Soldado estaba sentado junto al calesín y levantaba una nube de polvo agitando la cola, esperando una palabra de su amo. Sus ojos amarillos danzaban de anticipación. Por fin Cole levantó las riendas y silbó con fuerza.

—Muy bien, Soldado. Ven con nosotros.

El perro ladró y salió disparado, igualando la velocidad del calesín. Viajaron un rato bajo grandes árboles hasta que de pronto la vegetación del borde del camino se abrió y dejó ver una gran casa cubierta de enredaderas. Cole pasó sin dirigirle una sola mirada. Aunque la masa de hojas de color marrón rojizo ocultaba muchos detalles, Alaina alcanzó a ver el brillo de vidrios emplomados en forma de losange entre la maraña de hiedra que cubría las ventanas y las altas chimeneas de ladrillo.

—¿Qué es eso? — Alaina señaló con el mentón para no soltarse del asiento.

—La casa vieja — respondió Cole sin volverse—. El cottage. Fue la primera casa que construyó mi padre cuando vino aquí. — Una sombra fugaz pasó por su rostro. — El hizo construir la casa grande para mi madrastra.

Aunque ella esperó él no dijo nada más.

—Has sido muy generoso con Saul. Deseo darte las gracias — murmuró.
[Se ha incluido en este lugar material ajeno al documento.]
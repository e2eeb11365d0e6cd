//! Process-wide accelerator resources shared by every solver instance.

use crate::error::{Error, Result};
use devshare_accel::{check, Accelerator, HandleKind, HostAccelerator, OwnedHandle, RawHandle};
use devshare_core::{Communicator, DeviceInventory, FixedInventory};
use std::fmt;
use std::path::Path;
use std::sync::{Arc, Mutex, MutexGuard};

struct SharedResources {
    resources: OwnedHandle,
    config: OwnedHandle,
}

#[derive(Default)]
struct ManagerState {
    count: usize,
    shared: Option<SharedResources>,
}

/// Reference-counted owner of the accelerator library and its resource
/// context.
///
/// Each solver instance acquires once at initialize and releases once at
/// finalize. The library is brought up with the first GPU-capable acquire
/// and torn down when the last instance releases.
pub struct ResourceManager {
    accel: Arc<dyn Accelerator>,
    state: Mutex<ManagerState>,
}

impl fmt::Debug for ResourceManager {
    fn fmt(&self, f: &mut fmt::Formatter<'_>) -> fmt::Result {
        match self.state.try_lock() {
            Ok(state) => f
                .debug_struct("ResourceManager")
                .field("count", &state.count)
                .field("active", &state.shared.is_some())
                .finish(),
            Err(_) => f.debug_struct("ResourceManager").finish_non_exhaustive(),
        }
    }
}

impl ResourceManager {
    pub fn new(accel: Arc<dyn Accelerator>) -> Self {
        Self {
            accel,
            state: Mutex::new(ManagerState::default()),
        }
    }

    fn lock(&self) -> Result<MutexGuard<'_, ManagerState>> {
        self.state
            .lock()
            .map_err(|_| Error::Lifecycle("resource manager lock poisoned".to_string()))
    }

    /// Number of live instances.
    pub fn count(&self) -> Result<usize> {
        Ok(self.lock()?.count)
    }

    /// Whether the shared resource context currently exists.
    pub fn is_active(&self) -> Result<bool> {
        Ok(self.lock()?.shared.is_some())
    }

    /// Registers one instance. GPU-capable processes pass their gpu
    /// communicator and device and get the shared resource handle back.
    pub fn acquire(
        &self,
        config_path: &Path,
        gpu: Option<(&dyn Communicator, usize)>,
    ) -> Result<Option<RawHandle>> {
        let mut state = self.lock()?;
        let existing = state.shared.as_ref().map(|shared| shared.resources.raw());
        let resources = match (gpu, existing) {
            (None, _) => None,
            (Some(_), Some(raw)) => Some(raw),
            (Some((comm, device)), None) => {
                let shared = self.create_shared(config_path, comm, device)?;
                let raw = shared.resources.raw();
                state.shared = Some(shared);
                Some(raw)
            }
        };
        state.count += 1;
        log::debug!("Resource count -> {}", state.count);
        Ok(resources)
    }

    fn create_shared(
        &self,
        config_path: &Path,
        comm: &dyn Communicator,
        device: usize,
    ) -> Result<SharedResources> {
        // The only collective step; every owner reaches it before any local
        // step can fail.
        let comm = comm.duplicate()?;
        check(self.accel.initialize(), "initialize")?;
        let created = (|| -> Result<SharedResources> {
            let config = OwnedHandle::new(
                self.accel.clone(),
                HandleKind::Config,
                check(self.accel.create_config(config_path), "config_create")?,
            );
            let resources = OwnedHandle::new(
                self.accel.clone(),
                HandleKind::Resources,
                check(
                    self.accel
                        .create_resources(config.raw(), comm, device),
                    "resources_create",
                )?,
            );
            Ok(SharedResources { resources, config })
        })();
        match created {
            Ok(shared) => {
                log::info!("Shared accelerator resources created on device {}", device);
                Ok(shared)
            }
            Err(err) => {
                // Handles created so far are gone by now; undo the library init.
                if let Err(status) = self.accel.finalize() {
                    log::warn!("Rolling back accelerator initialization failed: {}", status);
                }
                Err(err)
            }
        }
    }

    /// Unregisters one instance, tearing the shared context down with the
    /// last one.
    pub fn release(&self) -> Result<()> {
        let mut state = self.lock()?;
        if state.count == 0 {
            return Err(Error::Lifecycle(
                "release called without a matching acquire".to_string(),
            ));
        }
        state.count -= 1;
        log::debug!("Resource count -> {}", state.count);
        if state.count > 0 {
            return Ok(());
        }
        let Some(shared) = state.shared.take() else {
            return Ok(());
        };
        let resources = shared.resources.release();
        let config = shared.config.release();
        let library = check(self.accel.finalize(), "finalize");
        resources?;
        config?;
        library?;
        log::info!("Shared accelerator resources destroyed");
        Ok(())
    }
}

/// Everything one process shares between its solver instances: the
/// accelerator library, its resource manager and the device inventory.
#[derive(Debug, Clone)]
pub struct Runtime {
    accel: Arc<dyn Accelerator>,
    resources: Arc<ResourceManager>,
    inventory: Arc<dyn DeviceInventory>,
}

impl Runtime {
    pub fn new(accel: Arc<dyn Accelerator>, inventory: Arc<dyn DeviceInventory>) -> Self {
        let resources = Arc::new(ResourceManager::new(accel.clone()));
        Self {
            accel,
            resources,
            inventory,
        }
    }

    /// Host accelerator with `devices` simulated devices per node.
    pub fn host(devices: usize) -> Self {
        Self::new(
            Arc::new(HostAccelerator::new()),
            Arc::new(FixedInventory::new(devices)),
        )
    }

    pub fn accelerator(&self) -> &Arc<dyn Accelerator> {
        &self.accel
    }

    pub fn resources(&self) -> &ResourceManager {
        &self.resources
    }

    pub fn inventory(&self) -> &dyn DeviceInventory {
        self.inventory.as_ref()
    }
}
—Simplemente, trato de pagar mis deudas.

—¿Y qué piensas que le debes a él?

Habían llegado a una bifurcación del camino y Cole detuvo el caballo y se volvió para mirarla a la cara.

—Ustedes dos me salvaron la vida — dijo—. Eso vale mucho más de lo que cualquiera de ustedes pueda necesitar.

—¿Por eso accediste a ese casamiento? — preguntó Alaina, aprovechando diligentemente la ocasión.

¿Acceder? Cole se apoyó en el respaldo del asiento y se rascó el mentón. ¿Qué juego está jugando ella ahora? ¿Quiere alguna respuesta que mitigue cualquier violación que crea haber sufrido? Bueno, si eso quiere, yo se lo daré, pensó.

—Sentí cierta obligación… y tú eras pariente, prima de Roberta. Pasó un largo momento de silencio. Cole comprendió que su respuesta ni siquiera se acercaba a la que buscaba Alaina y se inclinó levemente hacia adelante.

—Lo que no logro entender es por qué te molestaste en salvarme y hasta arriesgaste el cuello al hacerlo.

Alaina se encogió de hombros.

—Tú eras pariente, eras el marido de Roberta. Además, siento algo por los animales heridos. No soporto verlos sufrir.

Cole la miró con una expresión extraña.

—¿Y eso es todo? — preguntó—. ¿Sólo porque yo era pariente?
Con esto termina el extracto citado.